▶ Dataset excerpts
────────────────────

//! Graph algorithm trait and result envelope

use crate::error::{AnalysisError, Result};
use crate::params::{AlgorithmParameter, Params, ResolvedParams};
use chrono::{DateTime, Utc};
use cnm_core::GraphData;
use serde::de::DeserializeOwned;
use serde::{Deserialize, Serialize};
use std::fmt;
use std::str::FromStr;
use std::time::Instant;

/// Algorithm family
#[derive(Debug, Clone, Copy, PartialEq, Eq, Hash, PartialOrd, Ord, Serialize, Deserialize)]
pub enum AlgorithmCategory {
    GapDetection,
    PatternRecognition,
    RelationshipAnalysis,
}

impl AlgorithmCategory {
    pub const ALL: [AlgorithmCategory; 3] = [
        Self::GapDetection,
        Self::PatternRecognition,
        Self::RelationshipAnalysis,
    ];

    pub fn as_str(&self) -> &'static str {
        match self {
            Self::GapDetection => "GapDetection",
            Self::PatternRecognition => "PatternRecognition",
            Self::RelationshipAnalysis => "RelationshipAnalysis",
        }
    }
}

impl fmt::Display for AlgorithmCategory {
    fn fmt(&self, f: &mut fmt::Formatter<'_>) -> fmt::Result {
        write!(f, "{}", self.as_str())
    }
}

/// Accepts `GapDetection`, `gap-detection` and `gap_detection` spellings
impl FromStr for AlgorithmCategory {
    type Err = AnalysisError;

    fn from_str(s: &str) -> Result<Self> {
        let folded: String = s
            .chars()
            .filter(|c| !matches!(c, '-' | '_' | ' '))
            .collect::<String>()
            .to_lowercase();
        Self::ALL
            .into_iter()
            .find(|c| c.as_str().to_lowercase() == folded)
            .ok_or_else(|| AnalysisError::UnknownCategory(s.to_string()))
    }
}

/// Node and link counts of the analyzed graph
#[derive(Debug, Clone, Copy, PartialEq, Eq, Serialize, Deserialize)]
pub struct GraphSize {
    pub nodes: usize,
    pub links: usize,
}

#[derive(Debug, Clone, PartialEq, Serialize, Deserialize)]
#[serde(rename_all = "camelCase")]
pub struct ResultMetadata {
    /// Wall-clock time of the run in milliseconds
    pub execution_time_ms: f64,
    pub graph_size: GraphSize,
    /// Effective parameters, defaults included
    pub parameters: Params,
    pub category: AlgorithmCategory,
}

/// Output of one algorithm execution
#[derive(Debug, Clone, PartialEq, Serialize, Deserialize)]
#[serde(rename_all = "camelCase")]
pub struct AlgorithmResult {
    pub algorithm_name: String,
    pub timestamp: DateTime<Utc>,
    /// Ordered rows, shaped per algorithm
    pub data: Vec<serde_json::Value>,
    pub metadata: ResultMetadata,
}

impl AlgorithmResult {
    /// Deserialize the rows into the algorithm's row type
    pub fn rows<T: DeserializeOwned>(&self) -> Result<Vec<T>> {
        self.data
            .iter()
            .map(|row| T::deserialize(row).map_err(AnalysisError::from))
            .collect()
    }

    pub fn len(&self) -> usize {
        self.data.len()
    }

    pub fn is_empty(&self) -> bool {
        self.data.is_empty()
    }
}

/// Name, family and schema of a registered algorithm
#[derive(Debug, Clone, Serialize)]
#[serde(rename_all = "camelCase")]
pub struct AlgorithmDescriptor {
    pub name: String,
    pub category: AlgorithmCategory,
    pub description: String,
    pub parameters: Vec<AlgorithmParameter>,
}

/// Serialize typed rows into result rows
pub fn to_rows<T: Serialize>(rows: &[T]) -> Result<Vec<serde_json::Value>> {
    rows.iter()
        .map(|row| serde_json::to_value(row).map_err(AnalysisError::from))
        .collect()
}

/// A named analysis over a read-only graph snapshot
///
/// Implementations must not keep state between runs: `run` is a pure
/// function of the graph and the resolved parameters, so one instance can
/// serve concurrent executions.
pub trait GraphAlgorithm: Send + Sync {
    fn name(&self) -> &'static str;

    fn category(&self) -> AlgorithmCategory;

    fn description(&self) -> &'static str;

    /// Ordered parameter schema
    fn parameters(&self) -> Vec<AlgorithmParameter>;

    /// Compute rows from validated parameters
    fn run(&self, graph: &GraphData, params: &ResolvedParams) -> Result<Vec<serde_json::Value>>;

    /// Validate `params`, run, and wrap the rows with timing metadata
    ///
    /// Nothing runs when validation fails.
    fn execute(&self, graph: &GraphData, params: &Params) -> Result<AlgorithmResult> {
        let resolved = ResolvedParams::resolve(self.name(), &self.parameters(), params)?;
        let timestamp = Utc::now();
        let started = Instant::now();
        let data = self.run(graph, &resolved)?;
        let execution_time_ms = started.elapsed().as_secs_f64() * 1000.0;

        tracing::debug!(
            "{} produced {} rows in {:.2}ms ({} nodes, {} links)",
            self.name(),
            data.len(),
            execution_time_ms,
            graph.node_count(),
            graph.link_count()
        );

        Ok(AlgorithmResult {
            algorithm_name: self.name().to_string(),
            timestamp,
            data,
            metadata: ResultMetadata {
                execution_time_ms,
                graph_size: GraphSize {
                    nodes: graph.node_count(),
                    links: graph.link_count(),
                },
                parameters: resolved.into_values(),
                category: self.category(),
            },
        })
    }

    fn descriptor(&self) -> AlgorithmDescriptor {
        AlgorithmDescriptor {
            name: self.name().to_string(),
            category: self.category(),
            description: self.description().to_string(),
            parameters: self.parameters(),
        }
    }
}

#[cfg(test)]
mod tests {
    use super::*;

    #[test]
    fn test_category_parsing() {
        assert_eq!(
            "gap-detection".parse::<AlgorithmCategory>().unwrap(),
            AlgorithmCategory::GapDetection
        );
        assert_eq!(
            "RelationshipAnalysis".parse::<AlgorithmCategory>().unwrap(),
            AlgorithmCategory::RelationshipAnalysis
        );
        assert_eq!(
            "pattern_recognition".parse::<AlgorithmCategory>().unwrap(),
            AlgorithmCategory::PatternRecognition
        );
        assert!("clustering".parse::<AlgorithmCategory>().is_err());
    }
}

────────────────────

▶ EXERCISE PROMPT
Will you return exactly the lines above from the one with "Implementations must not" down to the one with "Ordered parameter schema", counting both as part of the range?

▶ RESULT FOR THIS EXERCISE
/// Implementations must not keep state between runs: `run` is a pure
/// function of the graph and the resolved parameters, so one instance can
/// serve concurrent executions.
pub trait GraphAlgorithm: Send + Sync {
    fn name(&self) -> &'static str;

    fn category(&self) -> AlgorithmCategory;

    fn description(&self) -> &'static str;

    /// Ordered parameter schema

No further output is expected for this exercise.